Re: admin-guide page for raid0 layout issue

dann frazier <dann.frazier@xxxxxxxxxxxxx> · Mon, 28 Oct 2019 13:23:26 -0600

On Fri, Oct 25, 2019 at 04:07:50PM -0700, Song Liu wrote:
> On Fri, Oct 25, 2019 at 12:16 PM dann frazier
> <dann.frazier@xxxxxxxxxxxxx> wrote:
> >
> > hey,
> >   I recently hit the raid0 default_layout issue and found the warning
> > message to be lacking (and google hits show that I'm not the
> > only one). It wasn't clear to me that it was referring to a kernel
> > parameter, also wasn't clear how I should decide which setting to use,
> > and definitely not clear that picking the wrong one could *cause
> > corruption* (which, AIUI, is the case). What are your thoughts on
> > adding a more admin-friendly explanation/steps on resolving the
> > problem to the admin-guide, and include a URL to it in the warning
> > message?
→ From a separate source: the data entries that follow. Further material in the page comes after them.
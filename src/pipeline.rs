use std::path::{Path, PathBuf};

use anyhow::{Context, Result};
use colored::Colorize;

use crate::cleanup;
use crate::emitter::{self, DocumentWriter};
use crate::models::DependencyRecord;
use crate::normalize::normalize;
use crate::scanner;

/// Resolved settings for one generation run.
pub struct Options {
    pub max_depth: usize,
    pub clean_up: bool,
    pub quiet: bool,
}

/// Run the full generation pass: prepare (and optionally clean) the
/// `Licenses` folder, scan every input folder for license files, write one
/// license document per dependency as it is found, then write the
/// acknowledgements index.
///
/// A license that cannot be read or written is reported and skipped; it does
/// not appear in the index and does not abort the run. A failure while
/// preparing the output folder or writing the index is fatal.
///
/// Returns the records behind the generated index, in scan order.
pub fn generate(
    input_folders: &[PathBuf],
    output_folder: &Path,
    options: &Options,
    writer: &dyn DocumentWriter,
) -> Result<Vec<DependencyRecord>> {
    let licenses_dir = output_folder.join("Licenses");
    cleanup::prepare_licenses_dir(
        &licenses_dir,
        options.clean_up,
        writer.extension(),
        options.quiet,
    )?;

    if !options.quiet {
        println!("Searching licenses...");
    }

    let mut records: Vec<DependencyRecord> = Vec::new();
    for input_folder in input_folders {
        scanner::scan_root(input_folder, options.max_depth, &mut |record| {
            let dest = licenses_dir.join(format!("{}.{}", record.name, writer.extension()));
            match write_license_document(&record, &dest, writer) {
                Ok(()) => {
                    if !options.quiet {
                        println!("Creating license plist for {}", record.name.cyan());
                    }
                    records.push(record);
                }
                Err(err) => {
                    eprintln!(
                        "{} skipping {}: {:#}",
                        "warning:".yellow(),
                        record.license_path.display(),
                        err
                    );
                }
            }
        });
    }

    if records.is_empty() && !options.quiet {
        println!("No licenses found");
    }

    if !options.quiet {
        println!("Creating acknowledgements plist");
    }
    let index_path = output_folder.join(format!("Acknowledgements.{}", writer.extension()));
    emitter::emit_index_document(&records, &index_path, writer)
        .with_context(|| format!("writing {}", index_path.display()))?;

    Ok(records)
}

fn write_license_document(
    record: &DependencyRecord,
    dest: &Path,
    writer: &dyn DocumentWriter,
) -> Result<()> {
    let raw = std::fs::read_to_string(&record.license_path)
        .with_context(|| format!("reading {}", record.license_path.display()))?;
    let text = normalize(&raw)?;
    emitter::emit_license_document(&text, dest, writer)
}

#[cfg(test)]
mod tests {
    use super::*;
    use crate::emitter::plist::{read_document, PlistWriter};
    use crate::models::Specifier;
    use std::fs;

    fn touch(path: &Path, content: &str) {
        fs::create_dir_all(path.parent().unwrap()).unwrap();
        fs::write(path, content).unwrap();
    }

    fn options(max_depth: usize, clean_up: bool) -> Options {
        Options {
            max_depth,
            clean_up,
            quiet: true,
        }
    }

    #[test]
    fn test_end_to_end_generation() {
        let dir = tempfile::tempdir().unwrap();
        let root = dir.path().join("Checkouts");
        touch(&root.join("Alamofire").join("LICENSE"), "MIT license\ntext here");
        touch(&root.join("SwiftyJSON").join("LICENSE.txt"), "Some  text");
        touch(&root.join("Deep").join("Nested").join("LICENSE"), "deep");
        let out = dir.path().join("Settings.bundle");

        let records = generate(&[root], &out, &options(1, true), &PlistWriter).unwrap();

        let mut names: Vec<_> = records.iter().map(|r| r.name.clone()).collect();
        names.sort();
        assert_eq!(names, ["Alamofire", "SwiftyJSON"]);
        assert!(out.join("Licenses").join("Alamofire.plist").exists());
        assert!(out.join("Licenses").join("SwiftyJSON.plist").exists());
        assert!(!out.join("Licenses").join("Nested.plist").exists());

        // Soft wrap joined, double space collapsed.
        let license = read_document(&out.join("Licenses").join("Alamofire.plist")).unwrap();
        assert_eq!(
            license.specifiers,
            vec![Specifier::Group {
                footer_text: "MIT license text here".to_string()
            }]
        );

        let index = read_document(&out.join("Acknowledgements.plist")).unwrap();
        assert_eq!(index.specifiers.len(), 2);
    }

    #[test]
    fn test_max_depth_two_includes_nested() {
        let dir = tempfile::tempdir().unwrap();
        let root = dir.path().join("Checkouts");
        touch(&root.join("Deep").join("Nested").join("LICENSE"), "deep");
        let out = dir.path().join("Settings.bundle");

        let records = generate(&[root], &out, &options(2, true), &PlistWriter).unwrap();
        assert_eq!(records.len(), 1);
        assert_eq!(records[0].name, "Nested");
        assert!(out.join("Licenses").join("Nested.plist").exists());
    }

    #[test]
    fn test_roots_processed_in_given_order() {
        let dir = tempfile::tempdir().unwrap();
        let carthage = dir.path().join("Checkouts");
        let pods = dir.path().join("Pods");
        touch(&carthage.join("Alpha").join("LICENSE"), "a");
        touch(&pods.join("Beta").join("LICENSE"), "b");
        let out = dir.path().join("Settings.bundle");

        let records = generate(
            &[carthage, pods],
            &out,
            &options(1, true),
            &PlistWriter,
        )
        .unwrap();
        let names: Vec<_> = records.iter().map(|r| r.name.as_str()).collect();
        assert_eq!(names, ["Alpha", "Beta"]);

        let index = read_document(&out.join("Acknowledgements.plist")).unwrap();
        assert_eq!(
            index.specifiers,
            vec![
                Specifier::ChildPane {
                    file: "Licenses/Alpha".to_string(),
                    title: "Alpha".to_string()
                },
                Specifier::ChildPane {
                    file: "Licenses/Beta".to_string(),
                    title: "Beta".to_string()
                },
            ]
        );
    }

    #[test]
    fn test_duplicate_names_across_roots_kept() {
        let dir = tempfile::tempdir().unwrap();
        let first = dir.path().join("first");
        let second = dir.path().join("second");
        touch(&first.join("Shared").join("LICENSE"), "from first");
        touch(&second.join("Shared").join("LICENSE"), "from second");
        let out = dir.path().join("Settings.bundle");

        generate(&[first, second], &out, &options(1, true), &PlistWriter).unwrap();

        // Two index entries, not deduplicated; the second document wins on
        // disk since both share a file name.
        let index = read_document(&out.join("Acknowledgements.plist")).unwrap();
        assert_eq!(index.specifiers.len(), 2);
        let license = read_document(&out.join("Licenses").join("Shared.plist")).unwrap();
        assert_eq!(
            license.specifiers,
            vec![Specifier::Group {
                footer_text: "from second".to_string()
            }]
        );
    }

    #[test]
    fn test_clean_up_removes_stale_documents() {
        let dir = tempfile::tempdir().unwrap();
        let root = dir.path().join("Checkouts");
        fs::create_dir_all(&root).unwrap();
        let out = dir.path().join("Settings.bundle");
        touch(&out.join("Licenses").join("Old.plist"), "stale");

        generate(&[root], &out, &options(1, true), &PlistWriter).unwrap();
        assert!(!out.join("Licenses").join("Old.plist").exists());
    }

    #[test]
    fn test_no_clean_keeps_stale_documents() {
        let dir = tempfile::tempdir().unwrap();
        let root = dir.path().join("Checkouts");
        fs::create_dir_all(&root).unwrap();
        let out = dir.path().join("Settings.bundle");
        touch(&out.join("Licenses").join("Old.plist"), "stale");

        generate(&[root], &out, &options(1, false), &PlistWriter).unwrap();
        assert!(out.join("Licenses").join("Old.plist").exists());
    }

    #[test]
    fn test_empty_root_emits_empty_index() {
        let dir = tempfile::tempdir().unwrap();
        let root = dir.path().join("Checkouts");
        fs::create_dir_all(&root).unwrap();
        let out = dir.path().join("Settings.bundle");

        let records = generate(&[root], &out, &options(1, true), &PlistWriter).unwrap();
        assert!(records.is_empty());

        let index = read_document(&out.join("Acknowledgements.plist")).unwrap();
        assert!(index.specifiers.is_empty());
    }

    #[test]
    fn test_repeat_runs_are_byte_identical() {
        let dir = tempfile::tempdir().unwrap();
        let root = dir.path().join("Checkouts");
        touch(&root.join("Alamofire").join("LICENSE"), "MIT license text");
        let out = dir.path().join("Settings.bundle");

        generate(&[root.clone()], &out, &options(1, true), &PlistWriter).unwrap();
        let license_first = fs::read(out.join("Licenses").join("Alamofire.plist")).unwrap();
        let index_first = fs::read(out.join("Acknowledgements.plist")).unwrap();

        generate(&[root], &out, &options(1, true), &PlistWriter).unwrap();
        let license_second = fs::read(out.join("Licenses").join("Alamofire.plist")).unwrap();
        let index_second = fs::read(out.join("Acknowledgements.plist")).unwrap();

        assert_eq!(license_first, license_second);
        assert_eq!(index_first, index_second);
    }

    #[test]
    fn test_unreadable_license_is_skipped() {
        let dir = tempfile::tempdir().unwrap();
        let root = dir.path().join("Checkouts");
        touch(&root.join("Good").join("LICENSE"), "fine");
        // Invalid UTF-8 cannot be read as text; the record is skipped.
        fs::create_dir_all(root.join("Bad")).unwrap();
        fs::write(root.join("Bad").join("LICENSE"), [0xff, 0xfe, 0x00]).unwrap();
        let out = dir.path().join("Settings.bundle");

        let records = generate(&[root], &out, &options(1, true), &PlistWriter).unwrap();
        let names: Vec<_> = records.iter().map(|r| r.name.as_str()).collect();
        assert_eq!(names, ["Good"]);

        let index = read_document(&out.join("Acknowledgements.plist")).unwrap();
        assert_eq!(index.specifiers.len(), 1);
    }
}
As prior art:
> >
> >   https://github.com/torvalds/linux/commit/6a012288d6906fee1dbc244050ade1dafe4a9c8d
> >
> > If the idea has merit, let me know if you'd like me to take a stab at
> > a strawdog.
> 
> I think it is good to provide some more information for the admin.
> But I am not sure whether we need to point to a url, or just put
> everything in the message.
> 
> Please feel free to try add this information and submit patches.

Hi Song,
  Here's an RFC of what I'm thinking - but drafting this has led me to
more questions:

 - It seems like we've broken backwards compatibility when creating
   new multi-zone arrays. I expected that mdadm would still let me
   create an array w/o a kernel cmdline option in-effect, and w/o
   specifying a specific layout, and just choose a default.
   But even w/ latest mdadm git, it doesn't:
      
    $ sudo ./mdadm --create /dev/md0 --run --metadata=default \
      --homehost=akis --level=0 --raid-devices=2 /dev/vdb1 /dev/vdc1
    mdadm: /dev/vdb1 appears to be part of a raid array:
           level=raid0 devices=2 ctime=Mon Oct 28 18:55:38 2019
    mdadm: /dev/vdc1 appears to be part of a raid array:
           level=raid0 devices=2 ctime=Mon Oct 28 18:55:38 2019
    mdadm: RUN_ARRAY failed: Unknown error 524

  It also doesn't let me specify a layout:
    $ sudo ./mdadm --create /dev/md0 --run --metadata=default \
      --homehost=akis --level=0 --raid-devices=2 /dev/vdb1 /dev/vdc1 --layout=2
    mdadm: layout not meaningful for raid0 arrays.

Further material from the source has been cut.